The weather had been nice but she did not like the city. After all, she was from someplace else. Dublin had been tolerable when he was there. In his absence she found herself wandering aimlessly around town becoming increasingly upset because there was no possibility of seeing him. She missed his company. Her thoughts all seemed to revolve around him. Standing in line at the tax office she broke down and cried. She was worried by his absence and was waiting for him to come home. He was a sweetheart. He was the craziest thing to happen to her.

In a quiet, unimportant place a man was standing in a public park. Alone, at night, he stood in the centre of the park surrounded on all sides by large buildings. The man was from someplace else. The fog that had descended upon the town on the morning of his arrival refused to lift and he had taken to going for long walks, uncertain about the nature of his solitude.

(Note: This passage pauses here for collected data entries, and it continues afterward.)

//! Coordinator: transaction factory, lifecycle and retry policy
//!
//! The "current transaction" used to be ambient, task-local state; here it
//! is an explicit handle returned by `begin_transaction` and threaded by
//! the caller. The coordinator still enforces one live transaction at a
//! time through its active slot, so accidental nesting fails fast.

use crate::error::{CoordinatorError, Result};
use crate::options::TransactionOptions;
use crate::session::{SessionFactory, ShardRegistry};
use crate::transaction::{ActiveSlot, Transaction};
use parking_lot::Mutex;
use std::future::Future;
use std::sync::Arc;

/// Factory and lifecycle manager for distributed transactions.
pub struct Coordinator {
    registry: Arc<dyn ShardRegistry>,
    factory: Arc<dyn SessionFactory>,
    active: Arc<ActiveSlot>,
}

impl Coordinator {
    pub fn new(registry: Arc<dyn ShardRegistry>, factory: Arc<dyn SessionFactory>) -> Self {
        Self {
            registry,
            factory,
            active: Arc::new(Mutex::new(None)),
        }
    }

    /// The live transaction, if one has been begun and not yet disposed.
    pub fn current_transaction(&self) -> Option<Transaction> {
        self.active.lock().clone()
    }

    /// Begin a new distributed transaction.
    ///
    /// Fails with InvalidState while a previous transaction is still live:
    /// nested transactions are not supported. A terminal but undisposed
    /// transaction does not block a new begin.
    pub fn begin_transaction(&self, options: TransactionOptions) -> Result<Transaction> {
        let mut slot = self.active.lock();
        if let Some(existing) = slot.as_ref()
            && !existing.state().is_terminal()
        {
            return Err(CoordinatorError::InvalidState {
                expected: "no live transaction".to_string(),
                actual: format!(
                    "transaction {} in state {}",
                    existing.id(),
                    existing.state()
                ),
            });
        }

        let txn = Transaction::begin(
            options,
            self.registry.clone(),
            self.factory.clone(),
            Arc::downgrade(&self.active),
        );
        tracing::debug!(
            txn_id = %txn.id(),
            timeout_ms = txn.timeout().as_millis() as u64,
            isolation = %txn.isolation_level(),
            "transaction started"
        );
        *slot = Some(txn.clone());
        Ok(txn)
    }

    /// Begin a transaction, run `action` against it, and commit.
    ///
    /// Any error from the action or the commit rolls the transaction back
    /// and propagates unchanged; rollback problems are logged, never
    /// allowed to mask the original cause. The transaction is always
    /// disposed, success or failure.
    ///
    /// When retry is enabled, transient failures are retried against a
    /// fresh transaction per attempt. In-doubt outcomes are never retried.
    pub async fn run_in_transaction<T, F, Fut>(
        &self,
        options: TransactionOptions,
        action: F,
    ) -> Result<T>
    where
        F: Fn(Transaction) -> Fut,
        Fut: Future<Output = Result<T>>,
    {
        let mut attempt: u32 = 0;
        loop {
            let txn = self.begin_transaction(options.clone())?;
            let outcome = Self::attempt(&txn, &action).await;
            txn.dispose().await;

            match outcome {
                Ok(value) => return Ok(value),
                Err(error) => {
                    let retryable = options.enable_retry
                        && attempt < options.max_retry_attempts
                        && error.is_transient();
                    if !retryable {
                        return Err(error);
                    }
                    let delay = options.delay_for_attempt(attempt);
                    attempt += 1;
                    tracing::warn!(
                        %error,
                        attempt,
                        delay_ms = delay.as_millis() as u64,
                        "transient failure, retrying in a fresh transaction"
                    );
                    tokio::time::sleep(delay).await;
                }
            }
        }
    }

    async fn attempt<T, F, Fut>(txn: &Transaction, action: &F) -> Result<T>
    where
        F: Fn(Transaction) -> Fut,
        Fut: Future<Output = Result<T>>,
    {
        let result = match action(txn.clone()).await {
            Ok(value) => txn.commit().await.map(|()| value),
            Err(error) => Err(error),
        };
        if let Err(error) = &result {
            tracing::warn!(txn_id = %txn.id(), %error, "transaction failed, rolling back");
            // Rollback never propagates; a prepare failure has already
            // rolled everything back and rollback() no-ops on terminal
            // states.
            if let Err(rollback_error) = txn.rollback().await {
                tracing::warn!(txn_id = %txn.id(), error = %rollback_error, "rollback failed");
            }
        }
        result
    }

    /// Recover in-doubt transactions from a durable log.
    ///
    /// No durable transaction log exists, so this always reports zero
    /// recovered transactions. An explicit scope limit, not a defect:
    /// in-doubt outcomes carry their committed/failed shard lists for
    /// manual reconciliation instead.
    pub async fn recover(&self) -> Result<usize> {
        tracing::debug!("recover requested, no durable transaction log present");
        Ok(0)
    }
}
use std::time::Duration;

use leadscout_core::{JobId, Task, TaskResult};
use reqwest::header::CONTENT_TYPE;
use serde::Deserialize;

use crate::{BackendError, FailureKind};

pub const DEFAULT_BACKEND_URL: &str = "http://localhost:5000/api/apollo";

#[derive(Debug, Clone)]
pub struct BackendSettings {
    /// Base URL; `task/next` and `task/complete` are resolved below it.
    pub base_url: String,
    pub connect_timeout: Duration,
    pub request_timeout: Duration,
}

impl Default for BackendSettings {
    fn default() -> Self {
        Self {
            base_url: DEFAULT_BACKEND_URL.to_string(),
            connect_timeout: Duration::from_secs(10),
            request_timeout: Duration::from_secs(30),
        }
    }
}

/// Acknowledgement returned by `POST task/complete`. Decoded leniently.
#[derive(Debug, Clone, PartialEq, Eq, Default, Deserialize)]
#[serde(default)]
pub struct CompletionAck {
    pub status: String,
    pub job_id: Option<JobId>,
    pub contacts_saved: Option<u64>,
    pub message: Option<String>,
}

#[async_trait::async_trait]
pub trait TaskBackend: Send + Sync {
    /// Next pending task, or `None` when the queue is empty.
    async fn next_task(&self) -> Result<Option<Task>, BackendError>;

    async fn complete_task(&self, result: &TaskResult) -> Result<CompletionAck, BackendError>;
}

#[derive(Debug, Deserialize)]
#[serde(tag = "status", rename_all = "snake_case")]
enum NextTaskEnvelope {
    TaskFound { task: Task },
    NoTask,
    Error {
        #[serde(default)]
        message: String,
    },
}

#[derive(Debug, Clone)]
pub struct ReqwestBackend {
    client: reqwest::Client,
    next_url: reqwest::Url,
    complete_url: reqwest::Url,
}

impl ReqwestBackend {
    pub fn new(settings: BackendSettings) -> Result<Self, BackendError> {
        let base = settings.base_url.trim_end_matches('/');
        let next_url = parse_endpoint(&format!("{base}/task/next"))?;
        let complete_url = parse_endpoint(&format!("{base}/task/complete"))?;

        let client = reqwest::Client::builder()
            .connect_timeout(settings.connect_timeout)
            .timeout(settings.request_timeout)
            .build()
            .map_err(|err| BackendError::new(FailureKind::Network, err.to_string()))?;

        Ok(Self {
            client,
            next_url,
            complete_url,
        })
    }

    async fn read_success_body(response: reqwest::Response) -> Result<Vec<u8>, BackendError> {
        let status = response.status();
        if !status.is_success() {
            return Err(BackendError::new(
                FailureKind::HttpStatus(status.as_u16()),
                status.to_string(),
            ));
        }
        let bytes = response.bytes().await.map_err(map_reqwest_error)?;
        Ok(bytes.to_vec())
    }
}

#[async_trait::async_trait]
impl TaskBackend for ReqwestBackend {
    async fn next_task(&self) -> Result<Option<Task>, BackendError> {
        let response = self
            .client
            .get(self.next_url.clone())
            .send()
            .await
            .map_err(map_reqwest_error)?;
        let body = Self::read_success_body(response).await?;

        let envelope: NextTaskEnvelope = serde_json::from_slice(&body)
            .map_err(|err| BackendError::new(FailureKind::Decode, err.to_string()))?;
        match envelope {
            NextTaskEnvelope::TaskFound { task } => Ok(Some(task)),
            NextTaskEnvelope::NoTask => Ok(None),
            NextTaskEnvelope::Error { message } => {
                Err(BackendError::new(FailureKind::Rejected, message))
            }
        }
    }

    async fn complete_task(&self, result: &TaskResult) -> Result<CompletionAck, BackendError> {
        let payload = serde_json::to_vec(result)
            .map_err(|err| BackendError::new(FailureKind::Decode, err.to_string()))?;
        let response = self
            .client
            .post(self.complete_url.clone())
            .header(CONTENT_TYPE, "application/json")
            .body(payload)
            .send()
            .await
            .map_err(map_reqwest_error)?;
        let body = Self::read_success_body(response).await?;

        if body.iter().all(u8::is_ascii_whitespace) {
            return Ok(CompletionAck::default());
        }
        let ack: CompletionAck = serde_json::from_slice(&body)
            .map_err(|err| BackendError::new(FailureKind::Decode, err.to_string()))?;
        if ack.status == "error" {
            return Err(BackendError::new(
                FailureKind::Rejected,
                ack.message.unwrap_or_default(),
            ));
        }
        Ok(ack)
    }
}

fn parse_endpoint(raw: &str) -> Result<reqwest::Url, BackendError> {
    reqwest::Url::parse(raw).map_err(|err| BackendError::new(FailureKind::InvalidUrl, err.to_string()))
}

fn map_reqwest_error(err: reqwest::Error) -> BackendError {
    if err.is_timeout() {
        return BackendError::new(FailureKind::Timeout, err.to_string());
    }
    BackendError::new(FailureKind::Network, err.to_string())
}
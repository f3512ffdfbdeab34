use scout_logging::{scout_debug, scout_info, scout_warn};

use crate::{Effect, Msg, PollerState, RunState, TaskResult};

/// Pure update function: applies a message to state and returns any effects.
pub fn update(mut state: PollerState, msg: Msg) -> (PollerState, Vec<Effect>) {
    let effects = match msg {
        Msg::StartPolling => {
            if state.is_running() {
                scout_debug!("Start requested while already running; keeping existing loop");
                return (state, Vec::new());
            }
            state.set_running(RunState::Running);
            scout_info!("Polling started");
            if state.fetch_in_flight() {
                // The in-flight fetch schedules the next poll when it lands.
                Vec::new()
            } else {
                begin_cycle(&mut state)
            }
        }
        Msg::StopPolling => {
            if !state.is_running() {
                return (state, Vec::new());
            }
            state.set_running(RunState::Stopped);
            scout_info!("Polling stopped");
            if state.disarm_poll() {
                vec![Effect::CancelScheduledPoll]
            } else {
                Vec::new()
            }
        }
        Msg::PollDue { generation } => {
            if !state.take_due_poll(generation) || !state.is_running() {
                scout_debug!("Ignoring stale poll timer generation={}", generation);
                return (state, Vec::new());
            }
            begin_cycle(&mut state)
        }
        Msg::TaskFetched(task) => {
            state.finish_fetch();
            let mut effects = Vec::with_capacity(2);
            if let Some(task) = task {
                scout_info!("Task received job_id={} company={}", task.job_id, task.company);
                if let Some(previous) = state.set_current_task(task.clone()) {
                    scout_warn!(
                        "Task job_id={} replaced job_id={} before its result arrived",
                        task.job_id,
                        previous.job_id
                    );
                }
                effects.push(Effect::DispatchTask(task));
            } else {
                scout_debug!("No pending task");
            }
            if state.is_running() {
                effects.push(schedule_next(&mut state));
            }
            effects
        }
        Msg::ContactsScraped { job_id, contacts } => {
            let Some(current) = state.current_task() else {
                scout_warn!(
                    "Discarding {} scraped contact(s): no current task",
                    contacts.len()
                );
                return (state, Vec::new());
            };
            if let Some(job_id) = job_id.filter(|id| *id != current.job_id) {
                scout_warn!(
                    "Discarding {} scraped contact(s) for job_id={}: current task is job_id={}",
                    contacts.len(),
                    job_id,
                    current.job_id
                );
                return (state, Vec::new());
            }
            match state.take_current_task() {
                Some(task) => {
                    let result = TaskResult::new(task.job_id, contacts);
                    scout_info!(
                        "Reporting {} contact(s) for job_id={} status={:?}",
                        result.contacts.len(),
                        result.job_id,
                        result.status
                    );
                    vec![Effect::SubmitResult(result)]
                }
                None => Vec::new(),
            }
        }
    };

    (state, effects)
}

fn begin_cycle(state: &mut PollerState) -> Vec<Effect> {
    if state.settings().gate_on_pending_result {
        if let Some(task) = state.current_task() {
            let job_id = task.job_id.clone();
            if state.note_gated_cycle() {
                scout_warn!("Abandoning stale task job_id={}; no result arrived", job_id);
                state.take_current_task();
            } else {
                scout_debug!("Task job_id={} still pending; skipping fetch", job_id);
                return vec![schedule_next(state)];
            }
        }
    }
    state.begin_fetch();
    vec![Effect::FetchNextTask]
}

fn schedule_next(state: &mut PollerState) -> Effect {
    let generation = state.arm_poll();
    Effect::SchedulePoll {
        generation,
        after: state.settings().poll_interval,
    }
}
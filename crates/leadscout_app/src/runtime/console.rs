//! Terminal status relay: shows the coordinator's run state and forwards
//! start/stop/scrape commands typed on stdin.

use std::time::Duration;

use leadscout_core::{Request, Response, StatusSnapshot};
use leadscout_engine::CoordinatorHandle;
use scout_logging::{scout_error, scout_warn};
use tokio::io::{AsyncBufRead, AsyncBufReadExt};

const HELP: &str = "commands: start | stop | status | scrape | quit | <json request>";

#[derive(Debug, Clone, PartialEq, Eq)]
pub enum ConsoleCommand {
    Send(Request),
    Help,
    Quit,
}

/// Parses one input line. Blank lines yield `Ok(None)`.
pub fn parse_command(line: &str) -> Result<Option<ConsoleCommand>, String> {
    let line = line.trim();
    if line.is_empty() {
        return Ok(None);
    }
    if line.starts_with('{') {
        return Request::decode(line)
            .map(|request| Some(ConsoleCommand::Send(request)))
            .map_err(|err| format!("invalid request: {err}"));
    }
    let command = match line.to_ascii_lowercase().as_str() {
        "start" => ConsoleCommand::Send(Request::StartPolling),
        "stop" => ConsoleCommand::Send(Request::StopPolling),
        "status" => ConsoleCommand::Send(Request::GetStatus),
        "scrape" => ConsoleCommand::Send(Request::TriggerScrape),
        "help" | "?" => ConsoleCommand::Help,
        "quit" | "exit" => ConsoleCommand::Quit,
        other => return Err(format!("unknown command `{other}`; {HELP}")),
    };
    Ok(Some(command))
}

pub fn render_status(snapshot: &StatusSnapshot) -> String {
    if !snapshot.is_running {
        return "Status: Stopped\n  Type \"start\" to begin".to_string();
    }
    match &snapshot.current_task {
        Some(task) => match task.job_title.as_deref().filter(|title| !title.is_empty()) {
            Some(title) => format!("Status: Running\n  Current: {} ({})", task.company, title),
            None => format!("Status: Running\n  Current: {}", task.company),
        },
        None => "Status: Running\n  Polling for tasks...".to_string(),
    }
}

pub fn render_response(response: &Response) -> String {
    match response {
        Response::Status(snapshot) => render_status(snapshot),
        Response::Ack(_) => response.encode(),
    }
}

pub struct StatusRelay {
    handle: CoordinatorHandle,
    refresh: Duration,
}

impl StatusRelay {
    pub fn new(handle: CoordinatorHandle, refresh: Duration) -> Self {
        Self { handle, refresh }
    }

    /// Runs until `quit` or until the coordinator goes away. A closed input
    /// stream leaves the periodic status display running.
    pub async fn run<R>(&self, input: R)
    where
        R: AsyncBufRead + Unpin,
    {
        let mut lines = input.lines();
        let mut input_open = true;
        let mut ticker = tokio::time::interval(self.refresh);
        let mut last_shown: Option<String> = None;

        println!("{HELP}");
        loop {
            tokio::select! {
                _ = ticker.tick() => {
                    if !self.show_status(&mut last_shown, false).await {
                        break;
                    }
                }
                line = lines.next_line(), if input_open => match line {
                    Ok(Some(line)) => match parse_command(&line) {
                        Ok(None) => {}
                        Ok(Some(ConsoleCommand::Quit)) => break,
                        Ok(Some(ConsoleCommand::Help)) => println!("{HELP}"),
                        Ok(Some(ConsoleCommand::Send(request))) => {
                            let changes_state =
                                matches!(request, Request::StartPolling | Request::StopPolling);
                            match self.handle.request(request).await {
                                Ok(response) => println!("{}", render_response(&response)),
                                Err(err) => {
                                    scout_error!("Coordinator unavailable: {}", err);
                                    break;
                                }
                            }
                            if changes_state && !self.show_status(&mut last_shown, true).await {
                                break;
                            }
                        }
                        Err(message) => println!("{message}"),
                    },
                    Ok(None) => input_open = false,
                    Err(err) => {
                        scout_warn!("Failed to read console input: {}", err);
                        input_open = false;
                    }
                },
            }
        }
    }

    /// Prints the status when it changed (or always, when `force`). Returns
    /// false once the coordinator is unreachable.
    async fn show_status(&self, last_shown: &mut Option<String>, force: bool) -> bool {
        let snapshot = match self.handle.status().await {
            Ok(snapshot) => snapshot,
            Err(err) => {
                scout_error!("Coordinator unavailable: {}", err);
                return false;
            }
        };
        let rendered = render_status(&snapshot);
        if force || last_shown.as_deref() != Some(rendered.as_str()) {
            println!("{rendered}");
            *last_shown = Some(rendered);
        }
        true
    }
}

Was it, in fact, an illusion, boxed in, as he was, by the vapour? He encountered very few people on his walks and they were reduced by the fog to passing blurs. He stood upon the grass, listening. He remained still but heard nothing save occasional distant noise. The man raised his eyes in the direction of the sky, peering into the illuminated greyness, looking for the moon and stars. It was then that he remembered something he had either read or heard. One should not look at anything. Neither at things, nor at people should one look. He thought he perceived intelligent, intermittent lights, aircraft beacons, perhaps. He could not see the stars; he could not see that far, nor could he be expected to. His eyes, unsurprisingly, could not penetrate the fog. He would have looked to the constellations, to Orion, Taurus, and Pleiades, if he could, to navigate an escape from this oppressive place so similar to what he imagined the Lüneberg heath to be like. He recalled something he once read on a poster. Ultimately, the universe itself is a symptom that will disappear. The man thought he was going crazy. He had withdrawn into his own thoughts and had wandered away, abandoning her, prolonging his ordeal and proclaiming his own defeat, accepting a diminution of himself. He was thinking how, in a Platonic sense, she will exist for as long as he lives, as an idea, in the atmosphere of this place.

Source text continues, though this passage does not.